--- EXERCISE DATA Enclosed Below ---
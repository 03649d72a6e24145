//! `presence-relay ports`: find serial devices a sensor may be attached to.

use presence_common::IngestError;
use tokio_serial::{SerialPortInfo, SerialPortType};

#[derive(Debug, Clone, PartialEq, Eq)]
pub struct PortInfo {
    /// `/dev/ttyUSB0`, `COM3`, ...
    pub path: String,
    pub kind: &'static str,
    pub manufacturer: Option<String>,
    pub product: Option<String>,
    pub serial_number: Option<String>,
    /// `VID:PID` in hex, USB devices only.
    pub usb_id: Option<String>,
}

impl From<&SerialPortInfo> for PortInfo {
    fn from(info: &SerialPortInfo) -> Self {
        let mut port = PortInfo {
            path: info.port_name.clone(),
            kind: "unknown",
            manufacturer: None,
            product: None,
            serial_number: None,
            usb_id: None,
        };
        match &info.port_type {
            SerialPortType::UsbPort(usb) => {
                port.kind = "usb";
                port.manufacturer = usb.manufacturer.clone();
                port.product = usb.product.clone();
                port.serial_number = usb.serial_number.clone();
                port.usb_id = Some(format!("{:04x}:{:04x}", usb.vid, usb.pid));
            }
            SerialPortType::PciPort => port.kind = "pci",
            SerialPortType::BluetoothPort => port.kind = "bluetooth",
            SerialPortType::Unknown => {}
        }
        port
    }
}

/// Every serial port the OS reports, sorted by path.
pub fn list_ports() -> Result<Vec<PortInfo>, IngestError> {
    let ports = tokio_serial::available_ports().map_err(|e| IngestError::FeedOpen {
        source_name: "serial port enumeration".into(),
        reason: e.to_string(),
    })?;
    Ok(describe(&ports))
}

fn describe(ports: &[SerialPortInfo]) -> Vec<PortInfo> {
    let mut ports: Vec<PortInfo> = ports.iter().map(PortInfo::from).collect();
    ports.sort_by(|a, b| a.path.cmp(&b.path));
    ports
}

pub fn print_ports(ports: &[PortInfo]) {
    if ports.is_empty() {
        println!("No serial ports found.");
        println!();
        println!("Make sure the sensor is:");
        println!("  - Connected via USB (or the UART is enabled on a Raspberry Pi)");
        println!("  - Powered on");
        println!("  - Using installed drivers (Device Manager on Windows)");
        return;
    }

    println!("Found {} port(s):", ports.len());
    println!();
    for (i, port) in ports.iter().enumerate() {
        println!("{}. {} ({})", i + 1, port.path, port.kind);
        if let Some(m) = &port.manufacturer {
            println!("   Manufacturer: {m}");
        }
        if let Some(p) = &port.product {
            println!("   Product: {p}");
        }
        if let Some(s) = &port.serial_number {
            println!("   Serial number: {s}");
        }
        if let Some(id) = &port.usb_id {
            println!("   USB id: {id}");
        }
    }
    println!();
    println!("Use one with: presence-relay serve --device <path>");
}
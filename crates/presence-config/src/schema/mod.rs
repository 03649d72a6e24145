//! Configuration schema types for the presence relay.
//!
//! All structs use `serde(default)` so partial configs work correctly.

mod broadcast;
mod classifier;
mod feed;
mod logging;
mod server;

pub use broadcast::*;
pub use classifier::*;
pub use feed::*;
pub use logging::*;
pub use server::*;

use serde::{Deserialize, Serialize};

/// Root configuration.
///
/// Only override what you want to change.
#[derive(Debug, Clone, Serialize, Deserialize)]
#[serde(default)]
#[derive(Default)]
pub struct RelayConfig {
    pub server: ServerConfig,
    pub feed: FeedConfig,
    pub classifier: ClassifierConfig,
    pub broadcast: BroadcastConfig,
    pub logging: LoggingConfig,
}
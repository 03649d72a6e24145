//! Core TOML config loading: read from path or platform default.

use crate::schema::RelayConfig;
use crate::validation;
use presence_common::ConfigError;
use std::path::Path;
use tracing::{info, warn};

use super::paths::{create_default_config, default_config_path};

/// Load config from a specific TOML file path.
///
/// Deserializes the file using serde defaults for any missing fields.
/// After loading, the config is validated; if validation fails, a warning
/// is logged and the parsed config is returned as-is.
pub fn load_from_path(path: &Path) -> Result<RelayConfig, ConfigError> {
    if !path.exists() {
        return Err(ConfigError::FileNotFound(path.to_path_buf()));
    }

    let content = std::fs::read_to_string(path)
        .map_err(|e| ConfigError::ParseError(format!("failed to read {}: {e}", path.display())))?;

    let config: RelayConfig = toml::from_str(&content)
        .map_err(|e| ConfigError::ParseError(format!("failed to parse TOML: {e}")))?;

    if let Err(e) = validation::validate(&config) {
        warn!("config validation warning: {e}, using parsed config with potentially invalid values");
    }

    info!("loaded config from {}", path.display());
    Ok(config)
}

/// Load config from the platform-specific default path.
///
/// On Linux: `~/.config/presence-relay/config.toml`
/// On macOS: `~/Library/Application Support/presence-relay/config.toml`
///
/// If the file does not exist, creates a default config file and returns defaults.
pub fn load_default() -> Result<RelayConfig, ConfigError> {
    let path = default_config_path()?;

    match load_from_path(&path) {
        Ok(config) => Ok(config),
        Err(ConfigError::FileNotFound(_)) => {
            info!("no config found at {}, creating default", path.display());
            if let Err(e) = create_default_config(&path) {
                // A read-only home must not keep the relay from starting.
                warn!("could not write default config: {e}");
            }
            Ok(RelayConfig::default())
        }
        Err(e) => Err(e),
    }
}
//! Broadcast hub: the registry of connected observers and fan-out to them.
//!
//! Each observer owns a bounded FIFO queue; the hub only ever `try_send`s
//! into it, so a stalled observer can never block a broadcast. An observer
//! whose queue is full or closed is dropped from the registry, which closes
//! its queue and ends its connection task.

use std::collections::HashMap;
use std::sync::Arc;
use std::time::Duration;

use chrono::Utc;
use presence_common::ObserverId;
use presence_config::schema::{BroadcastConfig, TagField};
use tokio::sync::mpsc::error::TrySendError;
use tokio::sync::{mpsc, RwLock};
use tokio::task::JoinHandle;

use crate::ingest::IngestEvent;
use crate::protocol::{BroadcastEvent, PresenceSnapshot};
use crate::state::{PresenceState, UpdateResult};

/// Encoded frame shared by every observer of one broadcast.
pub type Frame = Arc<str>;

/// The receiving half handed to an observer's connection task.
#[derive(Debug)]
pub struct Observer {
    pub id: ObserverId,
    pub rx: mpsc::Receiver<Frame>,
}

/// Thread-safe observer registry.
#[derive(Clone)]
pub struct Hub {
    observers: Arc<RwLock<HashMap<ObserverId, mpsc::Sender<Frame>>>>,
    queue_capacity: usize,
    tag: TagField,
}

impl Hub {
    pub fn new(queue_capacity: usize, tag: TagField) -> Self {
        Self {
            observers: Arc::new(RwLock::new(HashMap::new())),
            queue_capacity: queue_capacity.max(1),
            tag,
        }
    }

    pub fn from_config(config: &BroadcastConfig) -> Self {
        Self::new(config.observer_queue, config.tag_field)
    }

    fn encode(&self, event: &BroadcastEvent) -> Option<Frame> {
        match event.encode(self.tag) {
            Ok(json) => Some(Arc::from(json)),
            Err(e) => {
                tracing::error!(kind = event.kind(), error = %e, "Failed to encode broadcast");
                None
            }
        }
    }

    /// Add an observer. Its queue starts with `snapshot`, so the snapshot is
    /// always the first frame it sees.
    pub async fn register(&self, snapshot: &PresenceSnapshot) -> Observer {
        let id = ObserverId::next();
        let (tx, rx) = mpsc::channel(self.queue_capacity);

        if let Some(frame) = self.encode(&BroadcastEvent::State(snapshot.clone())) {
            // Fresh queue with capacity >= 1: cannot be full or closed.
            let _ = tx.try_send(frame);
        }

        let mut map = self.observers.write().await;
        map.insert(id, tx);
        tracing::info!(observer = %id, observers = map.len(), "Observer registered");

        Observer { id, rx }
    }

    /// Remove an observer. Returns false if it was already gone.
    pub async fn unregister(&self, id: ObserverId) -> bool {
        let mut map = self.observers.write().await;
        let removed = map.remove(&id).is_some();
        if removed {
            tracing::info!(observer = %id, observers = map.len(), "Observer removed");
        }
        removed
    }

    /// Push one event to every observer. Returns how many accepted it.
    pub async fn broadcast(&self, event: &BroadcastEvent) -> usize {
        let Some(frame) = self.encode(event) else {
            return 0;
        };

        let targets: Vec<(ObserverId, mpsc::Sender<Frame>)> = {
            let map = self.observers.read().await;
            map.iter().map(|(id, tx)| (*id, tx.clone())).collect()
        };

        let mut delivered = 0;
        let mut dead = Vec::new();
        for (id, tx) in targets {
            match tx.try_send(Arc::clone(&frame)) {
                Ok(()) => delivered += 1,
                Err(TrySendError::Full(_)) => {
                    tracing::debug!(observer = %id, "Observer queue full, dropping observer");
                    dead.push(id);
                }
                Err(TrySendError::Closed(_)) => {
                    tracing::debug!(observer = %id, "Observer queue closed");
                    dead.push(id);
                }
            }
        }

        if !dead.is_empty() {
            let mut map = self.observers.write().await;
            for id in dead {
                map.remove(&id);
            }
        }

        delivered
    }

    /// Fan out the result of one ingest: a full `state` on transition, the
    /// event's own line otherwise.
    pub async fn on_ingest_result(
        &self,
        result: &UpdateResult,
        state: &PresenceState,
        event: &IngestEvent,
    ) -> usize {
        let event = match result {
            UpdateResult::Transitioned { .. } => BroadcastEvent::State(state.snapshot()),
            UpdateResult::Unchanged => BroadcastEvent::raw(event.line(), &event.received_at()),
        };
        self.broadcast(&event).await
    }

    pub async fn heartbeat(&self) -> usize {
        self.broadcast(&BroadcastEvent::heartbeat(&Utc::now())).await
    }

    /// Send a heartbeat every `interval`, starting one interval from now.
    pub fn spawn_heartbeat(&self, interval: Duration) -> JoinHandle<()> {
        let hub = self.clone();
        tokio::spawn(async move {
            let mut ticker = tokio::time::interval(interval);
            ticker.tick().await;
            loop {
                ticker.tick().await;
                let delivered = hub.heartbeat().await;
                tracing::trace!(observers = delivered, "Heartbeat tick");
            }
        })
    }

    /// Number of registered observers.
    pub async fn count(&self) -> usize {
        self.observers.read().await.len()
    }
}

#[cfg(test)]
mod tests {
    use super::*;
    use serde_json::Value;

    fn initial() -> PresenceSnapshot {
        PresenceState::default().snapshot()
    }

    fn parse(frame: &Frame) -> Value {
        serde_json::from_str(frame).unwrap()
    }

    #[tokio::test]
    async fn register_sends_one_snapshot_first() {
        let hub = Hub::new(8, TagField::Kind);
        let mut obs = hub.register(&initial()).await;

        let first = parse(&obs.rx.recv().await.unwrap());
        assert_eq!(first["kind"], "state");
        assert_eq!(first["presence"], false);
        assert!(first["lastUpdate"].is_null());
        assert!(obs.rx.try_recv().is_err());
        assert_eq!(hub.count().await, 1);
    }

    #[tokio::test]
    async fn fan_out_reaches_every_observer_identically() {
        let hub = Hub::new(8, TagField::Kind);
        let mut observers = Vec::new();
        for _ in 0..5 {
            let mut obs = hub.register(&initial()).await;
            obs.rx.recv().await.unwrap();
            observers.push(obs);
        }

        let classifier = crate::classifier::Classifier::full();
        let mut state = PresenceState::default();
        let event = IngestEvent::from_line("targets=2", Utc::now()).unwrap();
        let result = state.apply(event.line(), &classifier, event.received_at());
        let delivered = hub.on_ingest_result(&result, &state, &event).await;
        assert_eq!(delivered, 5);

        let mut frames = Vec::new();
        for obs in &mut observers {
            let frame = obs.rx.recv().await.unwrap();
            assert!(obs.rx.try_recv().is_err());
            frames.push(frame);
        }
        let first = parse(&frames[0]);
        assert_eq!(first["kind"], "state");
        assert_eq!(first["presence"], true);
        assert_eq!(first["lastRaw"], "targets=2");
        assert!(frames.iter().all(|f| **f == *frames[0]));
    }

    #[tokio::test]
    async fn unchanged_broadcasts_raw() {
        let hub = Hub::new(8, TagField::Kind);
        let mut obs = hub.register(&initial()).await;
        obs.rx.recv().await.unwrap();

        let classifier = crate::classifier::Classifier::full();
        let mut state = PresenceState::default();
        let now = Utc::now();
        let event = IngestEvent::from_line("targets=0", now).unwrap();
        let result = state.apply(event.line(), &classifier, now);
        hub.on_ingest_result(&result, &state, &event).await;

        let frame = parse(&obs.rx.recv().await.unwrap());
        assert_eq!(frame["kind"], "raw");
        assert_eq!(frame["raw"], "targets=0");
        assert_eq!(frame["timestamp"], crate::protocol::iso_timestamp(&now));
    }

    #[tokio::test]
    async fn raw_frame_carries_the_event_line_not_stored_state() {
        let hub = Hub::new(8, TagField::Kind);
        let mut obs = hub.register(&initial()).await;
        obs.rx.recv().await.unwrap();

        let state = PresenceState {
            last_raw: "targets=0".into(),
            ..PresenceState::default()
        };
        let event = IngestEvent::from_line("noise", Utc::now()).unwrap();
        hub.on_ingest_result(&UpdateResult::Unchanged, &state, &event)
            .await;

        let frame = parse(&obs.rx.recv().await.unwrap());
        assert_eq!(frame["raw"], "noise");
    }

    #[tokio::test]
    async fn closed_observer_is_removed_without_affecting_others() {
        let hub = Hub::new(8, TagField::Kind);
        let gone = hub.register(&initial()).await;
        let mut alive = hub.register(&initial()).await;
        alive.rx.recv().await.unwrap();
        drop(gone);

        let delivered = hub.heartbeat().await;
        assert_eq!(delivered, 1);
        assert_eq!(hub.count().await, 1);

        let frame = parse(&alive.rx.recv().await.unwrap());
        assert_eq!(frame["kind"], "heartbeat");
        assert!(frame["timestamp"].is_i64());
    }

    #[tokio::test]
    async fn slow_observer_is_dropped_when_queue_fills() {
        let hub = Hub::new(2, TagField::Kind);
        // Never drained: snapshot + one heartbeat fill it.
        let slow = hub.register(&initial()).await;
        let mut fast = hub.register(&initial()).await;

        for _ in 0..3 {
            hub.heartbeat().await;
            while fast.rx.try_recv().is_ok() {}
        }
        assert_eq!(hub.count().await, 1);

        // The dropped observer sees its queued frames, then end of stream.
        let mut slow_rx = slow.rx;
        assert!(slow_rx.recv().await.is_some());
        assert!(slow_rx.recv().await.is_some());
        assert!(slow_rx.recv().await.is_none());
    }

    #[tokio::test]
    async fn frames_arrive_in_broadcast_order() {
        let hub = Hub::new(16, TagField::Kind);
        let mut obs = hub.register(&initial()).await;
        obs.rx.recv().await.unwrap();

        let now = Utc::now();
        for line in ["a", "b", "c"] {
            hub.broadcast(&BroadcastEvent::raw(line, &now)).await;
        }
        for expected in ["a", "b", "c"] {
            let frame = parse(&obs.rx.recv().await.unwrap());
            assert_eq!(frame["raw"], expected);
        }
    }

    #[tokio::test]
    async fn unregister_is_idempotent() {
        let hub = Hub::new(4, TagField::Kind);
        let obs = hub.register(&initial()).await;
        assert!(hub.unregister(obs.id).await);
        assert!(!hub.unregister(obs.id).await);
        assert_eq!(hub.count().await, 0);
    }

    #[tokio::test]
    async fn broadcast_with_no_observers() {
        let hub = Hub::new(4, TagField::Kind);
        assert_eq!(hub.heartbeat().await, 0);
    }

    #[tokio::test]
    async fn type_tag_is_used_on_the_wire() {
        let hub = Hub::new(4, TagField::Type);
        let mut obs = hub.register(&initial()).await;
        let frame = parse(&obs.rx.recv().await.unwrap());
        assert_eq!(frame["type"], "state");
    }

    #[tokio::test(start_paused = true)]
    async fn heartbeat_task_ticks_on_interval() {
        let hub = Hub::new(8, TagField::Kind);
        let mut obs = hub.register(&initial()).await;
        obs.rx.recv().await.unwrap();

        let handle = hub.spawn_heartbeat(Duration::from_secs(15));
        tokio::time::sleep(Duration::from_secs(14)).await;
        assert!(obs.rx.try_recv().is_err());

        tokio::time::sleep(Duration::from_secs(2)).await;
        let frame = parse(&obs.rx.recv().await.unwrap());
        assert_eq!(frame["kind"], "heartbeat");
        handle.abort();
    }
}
--- End of Enclosed EXERCISE DATA ---
## EXERCISE PROMPT
Beginning with the line that holds "let obs = hub.register(&initial()).await;" and ending with the last line of the data, copy each line exactly and add nothing.

## WRITTEN ANSWER
        let obs = hub.register(&initial()).await;
        assert!(hub.unregister(obs.id).await);
        assert!(!hub.unregister(obs.id).await);
        assert_eq!(hub.count().await, 0);
    }

    #[tokio::test]
    async fn broadcast_with_no_observers() {
        let hub = Hub::new(4, TagField::Kind);
        assert_eq!(hub.heartbeat().await, 0);
    }

    #[tokio::test]
    async fn type_tag_is_used_on_the_wire() {
        let hub = Hub::new(4, TagField::Type);
        let mut obs = hub.register(&initial()).await;
        let frame = parse(&obs.rx.recv().await.unwrap());
        assert_eq!(frame["type"], "state");
    }

    #[tokio::test(start_paused = true)]
    async fn heartbeat_task_ticks_on_interval() {
        let hub = Hub::new(8, TagField::Kind);
        let mut obs = hub.register(&initial()).await;
        obs.rx.recv().await.unwrap();

        let handle = hub.spawn_heartbeat(Duration::from_secs(15));
        tokio::time::sleep(Duration::from_secs(14)).await;
        assert!(obs.rx.try_recv().is_err());

        tokio::time::sleep(Duration::from_secs(2)).await;
        let frame = parse(&obs.rx.recv().await.unwrap());
        assert_eq!(frame["kind"], "heartbeat");
        handle.abort();
    }
}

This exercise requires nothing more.